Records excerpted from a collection
*****

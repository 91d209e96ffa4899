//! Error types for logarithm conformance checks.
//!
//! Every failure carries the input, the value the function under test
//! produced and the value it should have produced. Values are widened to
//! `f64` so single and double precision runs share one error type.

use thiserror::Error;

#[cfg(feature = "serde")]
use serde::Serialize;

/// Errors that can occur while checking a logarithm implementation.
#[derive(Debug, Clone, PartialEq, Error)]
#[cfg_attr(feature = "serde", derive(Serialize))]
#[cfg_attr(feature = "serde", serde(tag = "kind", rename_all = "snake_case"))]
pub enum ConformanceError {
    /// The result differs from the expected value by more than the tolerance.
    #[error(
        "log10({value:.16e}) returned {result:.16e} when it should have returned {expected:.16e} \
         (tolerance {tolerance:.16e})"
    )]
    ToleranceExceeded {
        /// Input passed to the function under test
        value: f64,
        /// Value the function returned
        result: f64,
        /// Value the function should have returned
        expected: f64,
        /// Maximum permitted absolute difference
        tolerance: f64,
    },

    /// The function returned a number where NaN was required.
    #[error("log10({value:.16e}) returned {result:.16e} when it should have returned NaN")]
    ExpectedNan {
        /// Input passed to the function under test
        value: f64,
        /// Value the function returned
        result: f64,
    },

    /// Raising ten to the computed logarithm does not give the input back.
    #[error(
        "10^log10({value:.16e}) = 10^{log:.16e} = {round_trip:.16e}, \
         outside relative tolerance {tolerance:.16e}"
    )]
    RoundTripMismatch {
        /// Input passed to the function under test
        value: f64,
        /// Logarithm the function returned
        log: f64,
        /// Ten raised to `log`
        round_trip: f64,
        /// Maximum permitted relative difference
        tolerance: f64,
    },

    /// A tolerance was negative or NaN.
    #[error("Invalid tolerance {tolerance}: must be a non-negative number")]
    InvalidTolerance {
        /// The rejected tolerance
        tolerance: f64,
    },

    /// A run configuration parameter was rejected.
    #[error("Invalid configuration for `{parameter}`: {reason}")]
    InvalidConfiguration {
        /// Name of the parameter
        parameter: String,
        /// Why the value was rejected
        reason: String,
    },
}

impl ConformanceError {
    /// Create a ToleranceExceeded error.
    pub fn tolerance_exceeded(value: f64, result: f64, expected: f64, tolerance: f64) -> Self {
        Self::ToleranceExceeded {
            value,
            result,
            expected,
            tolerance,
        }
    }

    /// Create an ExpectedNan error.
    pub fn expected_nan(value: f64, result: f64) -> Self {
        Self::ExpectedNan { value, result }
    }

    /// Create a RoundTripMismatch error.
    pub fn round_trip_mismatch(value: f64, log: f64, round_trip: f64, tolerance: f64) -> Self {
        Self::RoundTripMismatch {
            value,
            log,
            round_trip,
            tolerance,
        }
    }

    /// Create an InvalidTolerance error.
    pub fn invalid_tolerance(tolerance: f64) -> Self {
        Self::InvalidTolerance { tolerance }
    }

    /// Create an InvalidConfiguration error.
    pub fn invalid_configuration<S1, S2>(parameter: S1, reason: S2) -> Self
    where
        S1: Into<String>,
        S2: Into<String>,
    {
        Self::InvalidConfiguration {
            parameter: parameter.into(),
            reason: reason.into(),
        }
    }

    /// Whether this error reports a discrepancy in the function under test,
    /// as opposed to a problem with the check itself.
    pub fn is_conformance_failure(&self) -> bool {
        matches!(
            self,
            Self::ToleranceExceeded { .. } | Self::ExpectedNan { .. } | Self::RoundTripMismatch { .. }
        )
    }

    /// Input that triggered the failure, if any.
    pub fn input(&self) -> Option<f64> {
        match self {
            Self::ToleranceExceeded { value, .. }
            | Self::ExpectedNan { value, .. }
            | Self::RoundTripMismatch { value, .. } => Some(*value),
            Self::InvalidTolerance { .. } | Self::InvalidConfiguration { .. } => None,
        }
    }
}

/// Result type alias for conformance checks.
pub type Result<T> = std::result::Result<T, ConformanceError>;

*****

**WHAT YOU WILL DO**. Give the number of lines that hold the word "checks" in these records, with nothing added.

**PROBLEM SOLUTION**. 2